It’s all ocean bottom. http://digital.library.okstate.edu/encyclopedia/entries/L/LI004.html says it’s all over the state. Remember, when you dig down through the thin soils (and anything less than 35 feet of glacial till topped by 25 feet of topsoil is ‘thin’) there’s limestone all over the place. OK doesn’t have the glacial till, but it does have plenty of ancient lakebeds and even a salt flat or two ~ but underneath it’s limestone ~
Sorry, but I worked in the OKC area as a hydrogeologist for over 10 years (and a bit as a petroleum geologist in the western portion of the state). I know the area.

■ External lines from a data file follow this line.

//! # tandem-pin - X!Tandem results as Percolator features
//!
//! `tandem-pin` reads X!Tandem `bioml` result files and turns every
//! peptide-spectrum match (PSM) into a fixed-length numeric feature vector
//! suitable for Percolator-style rescoring.
//!
//! ## Key Features
//!
//! - **Streaming**: result files are parsed one spectrum group at a time
//!   with quick-xml; no document tree is ever built.
//!
//! - **Per-file schema**: a first pass detects the ion series and the
//!   charge range present in a file, which fixes the feature layout for
//!   every PSM of that file.
//!
//! - **Pluggable output**: PSMs are handed to a [`sink::PsmSink`]. A
//!   Percolator `.pin` writer and an in-memory collector are included.
//!
//! ## Quick Start
//!
//! ```rust,no_run
//! use tandem_pin::converter::TandemConverter;
//! use tandem_pin::options::ParseOptions;
//! use tandem_pin::sink::PinWriter;
//!
//! let options = ParseOptions::default().with_ptm_scheme("*:21")?;
//! let converter = TandemConverter::new(options)?;
//!
//! let mut writer = PinWriter::create("results.pin")?;
//! let stats = converter.convert_all(&["target.t.xml"], &["decoy.t.xml"], &mut writer)?;
//! writer.flush()?;
//! println!("Wrote {} PSMs", stats.psms);
//! # Ok::<(), Box<dyn std::error::Error>>(())
//! ```
//!
//! ## Modules
//!
//! - [`tandem`]: streaming X!Tandem parser
//! - [`features`]: capability probe and feature schema
//! - [`enzyme`]: cleavage rules
//! - [`psm`]: PSM records and the feature extractor
//! - [`sink`]: PSM consumers
//! - [`options`]: conversion settings
//! - [`converter`]: two-pass file conversion

pub mod converter;
pub mod enzyme;
pub mod features;
pub mod options;
pub mod psm;
pub mod sink;
pub mod tandem;

/// Re-export commonly used types
pub mod prelude {
    pub use crate::converter::{ConversionStats, TandemConverter};
    pub use crate::enzyme::{Enzyme, EnzymeKind};
    pub use crate::features::{DetectedCapabilities, FeatureSchema};
    pub use crate::options::ParseOptions;
    pub use crate::psm::{Modification, PsmRecord};
    pub use crate::sink::{MemorySink, PinWriter, PsmSink, SinkError};
    pub use crate::tandem::{IonChannel, TandemError, TandemStreamer};
}
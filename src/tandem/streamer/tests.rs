use super::*;
use crate::tandem::IonChannel;
use std::io::Cursor;

const MINIMAL_TANDEM: &str = r#"<?xml version="1.0"?>
<?xml-stylesheet type="text/xsl" href="tandem-style.xsl"?>
<bioml xmlns:GAML="http://www.bioml.com/gaml/" label="models from 'test.mgf'">
<group id="17" mh="1234.5678" z="2" rt="" expect="1.2e-05" label="scan 17" type="model" sumI="6.12" maxI="215670" fI="2156.7" act="0" >
<protein expect="-240.0" id="17.1" uid="1" label="sp|P02769|ALBU_BOVIN &amp; more" sumI="8.54" >
<note label="description">sp|P02769|ALBU_BOVIN</note>
<file type="peptides" URL="bovine.fasta"/>
<peptide start="1" end="607">
MKWVTFISLLLLFSSAYSRGVFRRDTHKSEIAHRFKDLGEEHFKGLVLIAFSQYLQQCPF
<domain id="17.1.1" start="35" end="44" expect="1.2e-05" mh="1233.5612" delta="1.0066" hyperscore="45.2" nextscore="30.1" y_score="12.3" y_ions="7" b_score="8.1" b_ions="4" a_score="2.0" pre="SEIA" post="FKDL" seq="HRFKDLGEEH" missed_cleavages="1">
<aa type="M" at="40" modified="15.99491" />
</domain>
</peptide>
</protein>
<group label="fragment ion mass spectrum" type="support">
<note label="Description">scan 17</note>
<GAML:trace id="17" label="17.spectrum" type="tandem mass spectrum">
<GAML:Xdata><GAML:values byteorder="INTEL" format="ASCII" numvalues="2">147.1 175.1</GAML:values></GAML:Xdata>
</GAML:trace>
</group>
</group>
<group label="input parameters" type="parameters">
<note type="input" label="spectrum, fragment monoisotopic mass error">0.4</note>
</group>
</bioml>
"#;

fn streamer(xml: &str) -> TandemStreamer<Cursor<Vec<u8>>> {
    TandemStreamer::new(Cursor::new(xml.as_bytes().to_vec())).unwrap()
}

#[test]
fn test_parse_minimal_tandem() {
    let mut streamer = streamer(MINIMAL_TANDEM);

    let group = streamer.next_group().unwrap().unwrap();
    assert_eq!(group.id.as_deref(), Some("17"));
    assert_eq!(group.z, Some(2));
    assert!((group.mh.unwrap() - 1234.5678).abs() < 1e-9);
    assert_eq!(group.proteins.len(), 1);

    let protein = &group.proteins[0];
    assert_eq!(protein.label, "sp|P02769|ALBU_BOVIN & more");
    assert_eq!(protein.domains.len(), 1);

    let domain = &protein.domains[0];
    assert_eq!(domain.seq.as_deref(), Some("HRFKDLGEEH"));
    assert_eq!(domain.start, Some(35));
    assert_eq!(domain.end, Some(44));
    assert_eq!(domain.pre.as_deref(), Some("SEIA"));
    assert_eq!(domain.channel(IonChannel::Y).unwrap().ions, Some(7));
    assert_eq!(domain.channel(IonChannel::B).unwrap().ions, Some(4));
    // a_score without a_ions is kept but incomplete
    let a = domain.channel(IonChannel::A).unwrap();
    assert_eq!(a.score, Some(2.0));
    assert_eq!(a.ions, None);
    assert!(!a.is_complete());
    assert!(domain.channel(IonChannel::C).is_none());
    assert_eq!(domain.modifications.len(), 1);
    assert_eq!(domain.modifications[0].at, 40);
    assert_eq!(domain.modifications[0].residue, Some('M'));
    assert_eq!(domain.modifications[0].modified, "15.99491");

    // the parameters group is skipped
    assert!(streamer.next_group().unwrap().is_none());
    assert_eq!(streamer.groups_read(), 1);
    assert_eq!(streamer.groups_skipped(), 1);
}

#[test]
fn test_rejects_non_bioml_document() {
    let mut streamer = streamer(r#"<?xml version="1.0"?><mzML><run/></mzML>"#);
    let err = streamer.next_group().unwrap_err();
    assert!(matches!(err, TandemError::InvalidStructure(_)));
}

#[test]
fn test_invalid_number_is_reported() {
    let xml = r#"<bioml><group id="1" type="model" z="two" mh="1.0"></group></bioml>"#;
    let err = streamer(xml).next_group().unwrap_err();
    match err {
        TandemError::InvalidAttributeValue { attribute, value, .. } => {
            assert_eq!(attribute, "z");
            assert_eq!(value, "two");
        }
        other => panic!("unexpected error: {other}"),
    }
}

#[test]
fn test_truncated_group_is_an_error() {
    let xml = r#"<bioml><group id="1" type="model" z="2"><protein label="P1"><peptide>"#;
    let results: Vec<_> = streamer(xml).groups().collect();
    assert_eq!(results.len(), 1);
    assert!(results[0].is_err());
}

#[test]
fn test_empty_model_group() {
    let xml = r#"<bioml><group id="3" type="model" z="3" mh="900.1"/></bioml>"#;
    let groups: Vec<_> = streamer(xml).groups().collect::<Result<_, _>>().unwrap();
    assert_eq!(groups.len(), 1);
    assert_eq!(groups[0].z, Some(3));
    assert!(!groups[0].has_domains());
}

#[test]
fn test_open_missing_file() {
    let err = TandemStreamer::open("/nonexistent/results.t.xml").err().unwrap();
    assert!(matches!(err, TandemError::FileAccess { .. }));
}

The limestone that you reference is at or near the surface in the NE portion of the state (where I now live), and exposed in the mountains in the SE (Ouachitas) and S (Arbuckles and Wichitas).
Look up the Anadarko Basin. OKC is on the eastern perimeter of this basin, with Permian shales and sandstone exposed at the surface, and at depth. The limestone that you referenced are more than 25,000 feet deep in the deeper portions of the basin. Above is shale, sandstone and some thin, discontinuous limestone, mostly shale.
Underneath the OKC area are the Garber and Wellington Formations, mostly sandstone and interbedded shale, up to a depth of several thousand feet. This is the main aquifer of the area.